İnsanlık olarak yaşadığımız bu dönemde, gezegenle kurduğumuz ilişkinin niteliği, kendi yaşam kalitemizi de belirliyor. Doğayla uyum halinde var olan bir düzen, hem bireysel hem de toplumsal iyi oluşun temel taşı haline geliyor. UNICEF’in 2024 tarihli Ekolojik Refah ve Erken Çocukluk Gelişimi raporu tam da bu bağın çocuklukta nasıl kurulduğunu, hangi koşullarda derinleştiğini ve nasıl bir gelecek yaratabileceğini inceliyor.

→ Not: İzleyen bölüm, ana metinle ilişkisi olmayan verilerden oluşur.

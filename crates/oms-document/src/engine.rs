//! Document engine: validate, render, persist
//!
//! The engine is the single path from a template plus data to a stored
//! document. It owns the renderer and artifact-store seams; the template
//! registry is passed per call so callers can share one registry across
//! engines.

use crate::{
    ArtifactRef, ArtifactStore, AuditEvent, AuditSink, DocumentError, DocumentInstance,
    DocumentResult, DocumentStatus, RenderContext, RenderError, Renderer, Severity,
    SystemIdentity, TemplateRegistry, TracingAuditSink,
};
use chrono::Utc;
use oms_types::{Actor, DocumentId, Project, Timestamps};
use serde_json::{Map, Value};
use std::sync::Arc;
use std::time::{Duration, Instant};

/// Complexity tier of a rendered artifact, classified by size.
#[derive(Clone, Copy, Debug, PartialEq, Eq)]
pub enum DocumentComplexity {
    /// 1-2 pages, text only (< 50KB).
    Simple,
    /// 3-5 pages with basic formatting (< 200KB).
    Standard,
    /// 5+ pages with images and tables (>= 200KB).
    Complex,
    /// Complex documents on constrained hardware.
    LowEnd,
}

impl DocumentComplexity {
    pub fn classify(size_bytes: usize) -> Self {
        if size_bytes < 50_000 {
            DocumentComplexity::Simple
        } else if size_bytes < 200_000 {
            DocumentComplexity::Standard
        } else {
            DocumentComplexity::Complex
        }
    }

    /// Wall-clock SLA for generation at this tier. Breaches are logged,
    /// never enforced.
    pub fn sla(self) -> Duration {
        match self {
            DocumentComplexity::Simple => Duration::from_secs(3),
            DocumentComplexity::Standard => Duration::from_secs(5),
            DocumentComplexity::Complex => Duration::from_secs(8),
            DocumentComplexity::LowEnd => Duration::from_secs(12),
        }
    }

    pub fn as_str(self) -> &'static str {
        match self {
            DocumentComplexity::Simple => "simple",
            DocumentComplexity::Standard => "standard",
            DocumentComplexity::Complex => "complex",
            DocumentComplexity::LowEnd => "low_end",
        }
    }
}

/// Result of a generation run: the persisted instance plus the raw bytes,
/// so callers can stream the artifact without a second store round-trip.
#[derive(Clone, Debug)]
pub struct GeneratedDocument {
    pub instance: DocumentInstance,
    pub bytes: Vec<u8>,
}

/// The unified document generation service.
pub struct DocumentEngine {
    renderer: Arc<dyn Renderer>,
    store: Arc<dyn ArtifactStore>,
    audit: Arc<dyn AuditSink>,
    identity: SystemIdentity,
}

impl DocumentEngine {
    pub fn new(renderer: Arc<dyn Renderer>, store: Arc<dyn ArtifactStore>) -> Self {
        Self {
            renderer,
            store,
            audit: Arc::new(TracingAuditSink),
            identity: SystemIdentity::default(),
        }
    }

    pub fn with_audit_sink(mut self, audit: Arc<dyn AuditSink>) -> Self {
        self.audit = audit;
        self
    }

    pub fn with_identity(mut self, identity: SystemIdentity) -> Self {
        self.identity = identity;
        self
    }

    /// Generate a document from a published template.
    ///
    /// Validation is a hard precondition: if any required field is missing
    /// no rendering happens and no instance is created. Renderer failures
    /// are wrapped with the template name and elapsed time and surfaced
    /// as-is — the caller decides whether to resubmit.
    pub fn generate(
        &self,
        registry: &TemplateRegistry,
        template_name: &str,
        data: Map<String, Value>,
        actor: Option<&Actor>,
        project: Option<&Project>,
        signature_context: Option<Map<String, Value>>,
    ) -> DocumentResult<GeneratedDocument> {
        let started = Instant::now();

        let template = registry.lookup(template_name)?;

        let validation = template.validate_data(&data);
        if !validation.is_valid {
            return Err(DocumentError::ValidationFailed {
                template: template.name.clone(),
                missing_fields: validation.missing_fields,
            });
        }

        let mut context = RenderContext::new(data.clone(), actor, project, self.identity.clone());
        if let Some(signature) = signature_context {
            context = context.with_signature(signature);
        }

        let bytes = self
            .renderer
            .render(&template.content, &context)
            .map_err(|source: RenderError| {
                let elapsed_ms = started.elapsed().as_millis();
                tracing::error!(
                    template = %template.name,
                    elapsed_ms,
                    error = %source,
                    "document rendering failed"
                );
                DocumentError::RenderFailed {
                    template: template.name.clone(),
                    elapsed_ms,
                    source,
                }
            })?;

        let now = Utc::now();
        let document_number = format!("{}-{}", template.template_type, now.format("%Y%m%d-%H%M%S"));

        let mut document_title = format!(
            "{} - {}",
            template.name,
            data.get("title")
                .and_then(Value::as_str)
                .unwrap_or("Document")
        );
        if let Some(project) = project {
            document_title = format!("{document_title} - {}", project.project_name);
        }

        let path = self
            .store
            .put(&format!("documents/{document_number}.pdf"), &bytes)?;

        let instance = DocumentInstance {
            id: DocumentId::new(),
            template_id: template.id,
            template_name: template.name.clone(),
            template_type: template.template_type,
            project_id: project.map(|p| p.id),
            filled_data: data,
            artifact: Some(ArtifactRef {
                path,
                size_bytes: bytes.len(),
            }),
            document_title,
            document_number,
            status: DocumentStatus::Generated,
            signed_by: None,
            signed_at: None,
            created_by: actor.map(|a| a.id),
            revision: 0,
            timestamps: Timestamps::now(),
        };

        let elapsed = started.elapsed();
        self.log_performance(&template.name, elapsed, bytes.len());

        self.audit.record(
            AuditEvent::new("document_generated", Severity::Low)
                .with_actor(
                    actor.map_or_else(|| "system".to_string(), |a| a.username.clone()),
                )
                .with_detail("template_name", template.name.clone())
                .with_detail("template_type", template.template_type.to_string())
                .with_detail("generation_time_ms", elapsed.as_millis() as u64)
                .with_detail("artifact_size_bytes", bytes.len() as u64),
        );

        tracing::info!(
            template = %template.name,
            document_number = %instance.document_number,
            elapsed_ms = elapsed.as_millis() as u64,
            "document generated"
        );

        Ok(GeneratedDocument { instance, bytes })
    }

    /// Store a timestamped, type-tagged copy in the append-only audit area.
    ///
    /// Independent of the instance's own artifact; used for compliance
    /// retention.
    pub fn store_audited_copy(
        &self,
        bytes: &[u8],
        metadata: &Map<String, Value>,
        actor: Option<&Actor>,
    ) -> DocumentResult<String> {
        let template_type = metadata
            .get("template_type")
            .and_then(Value::as_str)
            .unwrap_or("unknown");
        let filename = format!(
            "audit_{}_{}.pdf",
            Utc::now().format("%Y%m%d_%H%M%S"),
            template_type
        );

        let path = self.store.put(&format!("documents/audit/{filename}"), bytes)?;

        self.audit.record(
            AuditEvent::new("document_stored", Severity::Low)
                .with_actor(
                    actor.map_or_else(|| "system".to_string(), |a| a.username.clone()),
                )
                .with_detail("file_path", path.clone())
                .with_detail("file_size_bytes", bytes.len() as u64)
                .with_detail("metadata", Value::Object(metadata.clone())),
        );

        tracing::info!(%path, "audited document copy stored");
        Ok(path)
    }

    fn log_performance(&self, template_name: &str, elapsed: Duration, size_bytes: usize) {
        let complexity = DocumentComplexity::classify(size_bytes);
        let sla = complexity.sla();
        if elapsed > sla {
            tracing::warn!(
                template = template_name,
                elapsed_ms = elapsed.as_millis() as u64,
                sla_ms = sla.as_millis() as u64,
                complexity = complexity.as_str(),
                "document generation exceeded SLA"
            );
        } else {
            tracing::debug!(
                template = template_name,
                elapsed_ms = elapsed.as_millis() as u64,
                sla_ms = sla.as_millis() as u64,
                complexity = complexity.as_str(),
                "document generation within SLA"
            );
        }
    }
}

#[cfg(test)]
mod tests {
    use super::*;
    use crate::{DocumentTemplate, MemoryArtifactStore, MemoryAuditSink, TemplateType, TextRenderer};
    use serde_json::json;

    fn registry() -> TemplateRegistry {
        let mut registry = TemplateRegistry::new();
        registry
            .insert(
                DocumentTemplate::new(
                    "Intake Form",
                    TemplateType::Intake,
                    "{{ title }} for {{ client_name }}",
                )
                .with_required_fields(["title", "client_name"])
                .published(),
            )
            .unwrap();
        registry
    }

    fn engine_with_sinks() -> (DocumentEngine, Arc<MemoryArtifactStore>, Arc<MemoryAuditSink>) {
        let store = Arc::new(MemoryArtifactStore::new());
        let audit = Arc::new(MemoryAuditSink::new());
        let engine = DocumentEngine::new(Arc::new(TextRenderer), store.clone())
            .with_audit_sink(audit.clone());
        (engine, store, audit)
    }

    #[test]
    fn generate_produces_instance_and_artifact() {
        let (engine, store, audit) = engine_with_sinks();
        let data = json!({"title": "Kickoff", "client_name": "Hillside School"})
            .as_object()
            .unwrap()
            .clone();

        let generated = engine
            .generate(&registry(), "Intake Form", data, None, None, None)
            .unwrap();

        assert_eq!(generated.bytes, b"Kickoff for Hillside School");
        assert_eq!(generated.instance.status, DocumentStatus::Generated);
        assert!(generated.instance.document_number.starts_with("INTAKE-"));
        assert_eq!(generated.instance.document_title, "Intake Form - Kickoff");
        assert!(generated.instance.can_be_signed());

        let artifact = generated.instance.artifact.as_ref().unwrap();
        assert_eq!(store.get(&artifact.path).unwrap(), generated.bytes);

        let events = audit.events();
        assert_eq!(events.len(), 1);
        assert_eq!(events[0].event_type, "document_generated");
    }

    #[test]
    fn generate_title_includes_project_name() {
        let (engine, _, _) = engine_with_sinks();
        let project = Project::new("Pilot Site", "PROJ-2026-001", "Hillside School");
        let data = json!({"title": "Kickoff", "client_name": "Hillside School"})
            .as_object()
            .unwrap()
            .clone();

        let generated = engine
            .generate(&registry(), "Intake Form", data, None, Some(&project), None)
            .unwrap();
        assert_eq!(
            generated.instance.document_title,
            "Intake Form - Kickoff - Pilot Site"
        );
        assert_eq!(generated.instance.project_id, Some(project.id));
    }

    #[test]
    fn missing_required_field_aborts_before_any_write() {
        let (engine, store, audit) = engine_with_sinks();
        let data = json!({}).as_object().unwrap().clone();

        let err = engine
            .generate(&registry(), "Intake Form", data, None, None, None)
            .unwrap_err();
        match err {
            DocumentError::ValidationFailed { missing_fields, .. } => {
                assert_eq!(missing_fields, vec!["title", "client_name"]);
            }
            other => panic!("unexpected error: {other:?}"),
        }
        assert!(store.is_empty());
        assert!(audit.events().is_empty());
    }

    #[test]
    fn unknown_template_is_not_found() {
        let (engine, _, _) = engine_with_sinks();
        let err = engine
            .generate(
                &registry(),
                "No Such Template",
                Map::new(),
                None,
                None,
                None,
            )
            .unwrap_err();
        assert!(matches!(err, DocumentError::TemplateNotFound(_)));
    }

    #[test]
    fn renderer_failure_is_wrapped_with_context() {
        struct FailingRenderer;
        impl Renderer for FailingRenderer {
            fn render(&self, _: &str, _: &RenderContext) -> Result<Vec<u8>, RenderError> {
                Err(RenderError::new("engine exploded"))
            }
        }

        let engine = DocumentEngine::new(
            Arc::new(FailingRenderer),
            Arc::new(MemoryArtifactStore::new()),
        );
        let data = json!({"title": "Kickoff", "client_name": "Hillside School"})
            .as_object()
            .unwrap()
            .clone();

        let err = engine
            .generate(&registry(), "Intake Form", data, None, None, None)
            .unwrap_err();
        match err {
            DocumentError::RenderFailed {
                template, source, ..
            } => {
                assert_eq!(template, "Intake Form");
                assert_eq!(source.to_string(), "engine exploded");
            }
            other => panic!("unexpected error: {other:?}"),
        }
    }

    #[test]
    fn audited_copy_lands_in_audit_area() {
        let (engine, store, audit) = engine_with_sinks();
        let metadata = json!({"template_type": "CHANGE"})
            .as_object()
            .unwrap()
            .clone();

        let path = engine.store_audited_copy(b"copy", &metadata, None).unwrap();
        assert!(path.starts_with("documents/audit/audit_"));
        assert!(path.ends_with("_CHANGE.pdf"));
        assert_eq!(store.get(&path).unwrap(), b"copy");
        assert_eq!(audit.events()[0].event_type, "document_stored");
    }

    #[test]
    fn complexity_tiers_and_slas() {
        assert_eq!(
            DocumentComplexity::classify(10_000),
            DocumentComplexity::Simple
        );
        assert_eq!(
            DocumentComplexity::classify(50_000),
            DocumentComplexity::Standard
        );
        assert_eq!(
            DocumentComplexity::classify(200_000),
            DocumentComplexity::Complex
        );
        assert_eq!(DocumentComplexity::Simple.sla(), Duration::from_secs(3));
        assert_eq!(DocumentComplexity::LowEnd.sla(), Duration::from_secs(12));
    }
}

Bu belgeyi okuduğumda zihnimde tek bir cümle yankılandı: Yaşamın niteliği, çocuklukta filizleniyor. Çocuklar doğaya temas ettiklerinde; hissediyor, içselleştiriyor ve o temasın içinde büyüyorlar. Bu büyüme, çevreyle kurdukları ilişkinin yönünü belirliyor.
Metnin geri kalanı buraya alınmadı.